„Der Kompromiss ist faul: nach über einem Jahr politischem Hin und Her wird eine Entscheidung als Verbesserung verkauft, die de facto keine ist. Die noch auszuformulierende Regelung, dass Ärztinnen und Ärzte darauf hinweisen können, dass sie Abbrüche vornehmen, ändert nichts an der Macht des Paragrafen 219a. Er bleibt bestehen und bedroht Ärztinnen und Ärzte mit Strafe schon dann, wenn sie über ihre Arbeit sachlich informieren. Auch die weiteren Vorschläge machen die Sache nicht besser. Besonders absurd ist die Idee einer Studie zu den seelischen Folgen des Schwangerschaftsabbruchs – die gibt es nämlich längst.

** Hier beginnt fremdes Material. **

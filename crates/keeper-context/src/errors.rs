//! Error types for context assembly.

use thiserror::Error;

/// Errors surfaced by the context assembler.
///
/// Only request validation fails a call; every internal degradation
/// (store outage, summarizer failure) is absorbed and logged instead.
#[derive(Debug, Error)]
pub enum ContextError {
    /// The assembly request was malformed.
    #[error("invalid request: {0}")]
    InvalidRequest(String),

    /// A component needed for this call was not wired up.
    #[error("{0} not configured")]
    NotConfigured(&'static str),
}

/// Convenience type alias for context results.
pub type Result<T> = std::result::Result<T, ContextError>;
#[tokio::test]
async fn overlapping_cycle_is_skipped() {
    let h = Harness::new();
    let _conv = h.conversation(&["slow one"]);
    let provider = Arc::new(GatedProvider::default());
    let daemon = Arc::new(h.daemon(provider.clone(), DaemonSettings::default()));

    let background = {
        let daemon = Arc::clone(&daemon);
        tokio::spawn(async move { daemon.run_cycle().await })
    };
    provider.entered.notified().await;

    let overlapped = daemon.run_cycle().await;
    assert!(overlapped.skipped);
    assert_eq!(daemon.status().cycles_skipped, 1);

    provider.release.notify_one();
    let first = background.await.unwrap();
    assert!(!first.skipped);
    assert_eq!(first.conversations, 1);
    assert_eq!(daemon.status().cycles_completed, 1);
}

#[tokio::test]
async fn stop_waits_for_in_flight_cycle() {
    let h = Harness::new();
    let conv = h.conversation(&[]);
    let provider = Arc::new(GatedProvider::default());
    let daemon = Arc::new(h.daemon(provider.clone(), DaemonSettings::default()));
    daemon.start().await.unwrap();

    let _ = h.durable.append_message(&conv, Role::User, "pending").unwrap();
    let cycle = {
        let daemon = Arc::clone(&daemon);
        tokio::spawn(async move { daemon.run_cycle().await })
    };
    provider.entered.notified().await;

    let stopper = {
        let daemon = Arc::clone(&daemon);
        tokio::spawn(async move { daemon.stop().await })
    };
    for _ in 0..100 {
        if daemon.status().state == DaemonState::Stopping {
            break;
        }
        tokio::task::yield_now().await;
    }
    assert_eq!(daemon.status().state, DaemonState::Stopping);
    assert!(!stopper.is_finished());

    provider.release.notify_one();
    assert!(!cycle.await.unwrap().skipped);
    stopper.await.unwrap().unwrap();
    assert_eq!(daemon.status().state, DaemonState::Stopped);
    assert!(h.cache.cursor(&conv).unwrap().is_some());
}

#[tokio::test]
async fn stop_during_migration_prevents_any_cycle() {
    // Single-connection pool: holding its connection stalls the start-up
    // migration until released.
    let pool = connection::new_in_memory(&ConnectionConfig::default()).unwrap();
    let h = Harness {
        cache: LocalCache::from_pool(pool.clone()).unwrap(),
        ..Harness::new()
    };
    let conv = h.conversation(&["always size positions at 1% risk"]);
    let provider = ScriptedProvider::replying(TWO_FACTS);
    let daemon = Arc::new(h.daemon(provider.clone(), DaemonSettings::default()));

    let held = pool.get().unwrap();
    let starter = {
        let daemon = Arc::clone(&daemon);
        tokio::spawn(async move { daemon.start().await })
    };
    for _ in 0..100 {
        if daemon.status().state == DaemonState::Starting {
            break;
        }
        tokio::task::yield_now().await;
    }
    assert_eq!(daemon.status().state, DaemonState::Starting);

    let stopper = {
        let daemon = Arc::clone(&daemon);
        tokio::spawn(async move { daemon.stop().await })
    };
    for _ in 0..100 {
        tokio::task::yield_now().await;
    }
    assert_eq!(daemon.status().state, DaemonState::Stopping);
    assert!(!stopper.is_finished(), "stop must wait for the start sequence");

    drop(held);
    starter.await.unwrap().unwrap();
    stopper.await.unwrap().unwrap();

    assert_eq!(daemon.status().state, DaemonState::Stopped);
    assert_eq!(daemon.status().cycles_completed, 0);
    assert_eq!(provider.calls(), 0);
    assert!(h.cache.cursor(&conv).unwrap().is_none());
}

#[tokio::test(start_paused = true)]
async fn timer_picks_up_new_messages() {
    let h = Harness::new();
    let conv = h.conversation(&[]);
    let daemon = h.daemon(ScriptedProvider::replying(TWO_FACTS), DaemonSettings::default());
    let mut rx = daemon.subscribe();
    daemon.start().await.unwrap();

    let _ = h.durable.append_message(&conv, Role::User, "lesson: respect the stop").unwrap();
    let event = tokio::time::timeout(Duration::from_secs(60), rx.recv()).await.unwrap().unwrap();
    assert_eq!(
        event,
        DaemonEvent::MemoriesExtracted {
            count: 2,
            conversation_id: conv,
        }
    );
    assert!(daemon.status().cycles_completed >= 2);
    daemon.stop().await.unwrap();
}
//! Pooled `SQLite` connections for both keeper databases.
//!
//! Every connection is opened in WAL mode with foreign keys on. `SQLite`
//! serializes writers itself; the busy timeout makes a second writer wait
//! for the lock instead of failing with `SQLITE_BUSY`.

use std::path::Path;
use std::time::Duration;

use r2d2::{CustomizeConnection, Pool};
use r2d2_sqlite::SqliteConnectionManager;
use rusqlite::Connection;

use crate::errors::{Result, StoreError};

/// Pool type shared by the durable store and the local cache.
pub type ConnectionPool = Pool<SqliteConnectionManager>;

/// How long a caller waits for a free connection.
const CHECKOUT_TIMEOUT: Duration = Duration::from_secs(5);

/// Pool sizing and per-connection pragmas.
#[derive(Clone, Debug)]
pub struct ConnectionConfig {
    /// Maximum open connections for file databases.
    pub pool_size: u32,
    /// `PRAGMA busy_timeout`, in milliseconds.
    pub busy_timeout_ms: u32,
    /// Page cache per connection, in KiB.
    pub cache_size_kib: i64,
}

impl Default for ConnectionConfig {
    fn default() -> Self {
        Self {
            pool_size: 8,
            busy_timeout_ms: 30_000,
            cache_size_kib: 8192,
        }
    }
}

#[derive(Debug)]
struct Pragmas {
    busy_timeout_ms: u32,
    cache_size_kib: i64,
}

impl CustomizeConnection<Connection, rusqlite::Error> for Pragmas {
    fn on_acquire(&self, conn: &mut Connection) -> std::result::Result<(), rusqlite::Error> {
        conn.execute_batch(&format!(
            "PRAGMA journal_mode = WAL;
             PRAGMA synchronous = NORMAL;
             PRAGMA foreign_keys = ON;
             PRAGMA busy_timeout = {};
             PRAGMA cache_size = -{};",
            self.busy_timeout_ms, self.cache_size_kib
        ))
    }
}

fn build(
    manager: SqliteConnectionManager,
    max_size: u32,
    keep_forever: bool,
    config: &ConnectionConfig,
) -> Result<ConnectionPool> {
    let mut builder = Pool::builder()
        .max_size(max_size)
        .connection_timeout(CHECKOUT_TIMEOUT)
        .connection_customizer(Box::new(Pragmas {
            busy_timeout_ms: config.busy_timeout_ms,
            cache_size_kib: config.cache_size_kib,
        }));
    if keep_forever {
        builder = builder.idle_timeout(None).max_lifetime(None);
    }
    Ok(builder.build(manager)?)
}

/// In-memory pool.
///
/// Each in-memory connection is a separate database, so the pool holds a
/// single connection that is never recycled.
pub fn new_in_memory(config: &ConnectionConfig) -> Result<ConnectionPool> {
    build(SqliteConnectionManager::memory(), 1, true, config)
}

/// File-backed pool. Missing parent directories are created.
pub fn new_file(path: &str, config: &ConnectionConfig) -> Result<ConnectionPool> {
    if let Some(parent) = Path::new(path).parent().filter(|p| !p.as_os_str().is_empty()) {
        std::fs::create_dir_all(parent)
            .map_err(|e| StoreError::Internal(format!("create {}: {e}", parent.display())))?;
    }
    build(SqliteConnectionManager::file(path), config.pool_size.max(1), false, config)
}
//! Summarization of older history.
//!
//! [`LlmSummarizer`] asks a completion backend for a plain-text summary.
//! [`fallback_summary`] is the deterministic local replacement used when
//! no backend is wired up or the call fails.

use std::sync::Arc;
use std::time::Duration;

use async_trait::async_trait;
use keeper_core::Message;
use keeper_llm::{CompletionOptions, CompletionProvider, ProviderError, with_timeout};
use keeper_settings::ContextSettings;
use thiserror::Error;

use crate::constants::SUMMARIZER_SYSTEM_PROMPT;

/// Errors that can occur during summarization.
#[derive(Debug, Error)]
pub enum SummarizerError {
    /// The completion call failed or timed out.
    #[error("summarizer call failed: {0}")]
    Provider(#[from] ProviderError),

    /// The backend answered with nothing usable.
    #[error("summarizer returned an empty summary")]
    Empty,
}

/// Condenses a run of messages into one summary string.
#[async_trait]
pub trait Summarizer: Send + Sync {
    /// Summarize `messages`, oldest first.
    async fn summarize(&self, messages: &[Message]) -> Result<String, SummarizerError>;
}

/// Summarizer backed by a [`CompletionProvider`] in plain-text mode.
pub struct LlmSummarizer {
    provider: Arc<dyn CompletionProvider>,
    options: CompletionOptions,
    timeout: Duration,
}

impl LlmSummarizer {
    /// Create a summarizer with explicit output cap, temperature and deadline.
    pub fn new(provider: Arc<dyn CompletionProvider>, max_tokens: u32, temperature: f32, timeout: Duration) -> Self {
        Self {
            provider,
            options: CompletionOptions::text(max_tokens, temperature),
            timeout,
        }
    }

    /// Build from validated settings.
    pub fn from_settings(provider: Arc<dyn CompletionProvider>, settings: &ContextSettings) -> Self {
        Self::new(
            provider,
            settings.summary_max_tokens,
            settings.summary_temperature,
            Duration::from_millis(settings.call_timeout_ms),
        )
    }
}

#[async_trait]
impl Summarizer for LlmSummarizer {
    async fn summarize(&self, messages: &[Message]) -> Result<String, SummarizerError> {
        let request = [
            Message::system(SUMMARIZER_SYSTEM_PROMPT),
            Message::user(transcript(messages)),
        ];
        let completion = with_timeout(self.timeout, self.provider.complete(&request, &self.options)).await?;
        let summary = completion.content.trim();
        if summary.is_empty() {
            return Err(SummarizerError::Empty);
        }
        Ok(summary.to_owned())
    }
}

/// `role: content` lines, oldest first.
pub fn transcript(messages: &[Message]) -> String {
    messages
        .iter()
        .map(|m| format!("{}: {}", m.role.as_str(), m.content))
        .collect::<Vec<_>>()
        .join("\n\n")
}

/// Each message's role and its first `snippet_chars` characters, one per line.
pub fn fallback_summary(messages: &[Message], snippet_chars: usize) -> String {
    messages
        .iter()
        .map(|m| {
            let snippet: String = m.content.chars().take(snippet_chars).collect();
            let ellipsis = if m.content.chars().nth(snippet_chars).is_some() { "..." } else { "" };
            format!("{}: {}{ellipsis}", m.role.as_str(), snippet.trim_end())
        })
        .collect::<Vec<_>>()
        .join("\n")
}
//! Memory daemon error types.

use std::time::Duration;

use keeper_llm::ProviderError;
use keeper_store::StoreError;

use crate::daemon::DaemonState;

/// Errors that can occur while running the extraction daemon.
#[derive(Debug, thiserror::Error)]
pub enum MemoryError {
    /// Durable store or local cache failure.
    #[error("storage error: {0}")]
    Store(#[from] StoreError),

    /// Completion call failed.
    #[error("completion error: {0}")]
    Provider(#[from] ProviderError),

    /// A storage call did not finish within its deadline.
    #[error("{operation} timed out after {limit:?}")]
    Timeout {
        /// Which call.
        operation: &'static str,
        /// The deadline.
        limit: Duration,
    },

    /// Lifecycle call made in the wrong state.
    #[error("cannot {action} while {state:?}")]
    InvalidState {
        /// Attempted transition.
        action: &'static str,
        /// Current state.
        state: DaemonState,
    },

    /// A background task panicked or was aborted.
    #[error("task failed: {0}")]
    Task(String),
}

/// Convenience type alias for memory results.
pub type Result<T> = std::result::Result<T, MemoryError>;

#[cfg(test)]
mod tests {
    use super::*;

    #[test]
    fn display_formats() {
        let err = MemoryError::Timeout {
            operation: "message fetch",
            limit: Duration::from_secs(30),
        };
        assert_eq!(err.to_string(), "message fetch timed out after 30s");

        let err = MemoryError::InvalidState {
            action: "start",
            state: DaemonState::Running,
        };
        assert_eq!(err.to_string(), "cannot start while Running");
    }

    #[test]
    fn from_store_error() {
        let err: MemoryError = StoreError::NotFound("conversation".into()).into();
        assert!(matches!(err, MemoryError::Store(_)));
    }
}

Schon 2017 hat eine Untersuchung der Bundeszentrale für gesundheitliche Aufklärung widerlegt, dass es das so genannte 'Post-Abortion-Syndrom' gibt.
Wir haben schon heute ein deutliches Versorgungsproblem. Bleibt Paragraf 219a, wird dieses Problem größer und Unterversorgung nimmt zu. Frauen, die einen Abbruch erwägen, sind ohnehin in Not – und unter Zeitdruck. Durch die drohende Mangelversorgung geraten sie noch mehr in Bedrängnis. Das verantwortet die Bundesregierung. Mit dem verquasten Kompromiss wird kein Arzt und keine Ärztin zu überzeugen sein, ihre Tätigkeit bekannt zu geben.
Es ist erschreckend, dass wir nicht nur in der Debatte, sondern auch in der Praxis wieder dort stehen, wo die Frauengesundheitsbewegung in den 70er Jahren begonnen hat. Weil der Schwangerschaftsabbruch kaum noch gelehrt wird, müssen Medizinstudierende heute selbst Fortbildungen organisieren. Hut ab für dieses Engagement! Knapp 50 Jahre ist es her, dass sich Frauen auf den Weg gemacht haben, ihr Recht auf Selbstbestimmung durchzusetzen. Mit der Gründung von Selbsthilfegruppen und Frauengesundheitszentren erkämpften sie sich den Zugang zu ihrem eigenen Körper und zu Selbstbestimmung. Ich hätte nicht gedacht, dass wir im 21.Jahrhundert in Deutschland auf diesen Stand zurückfallen würden.
Es hilft alles nichts. Der Kompromiss trägt nicht. Das alte Ziel ist auch das neue: Paragraf 219a muss weg!"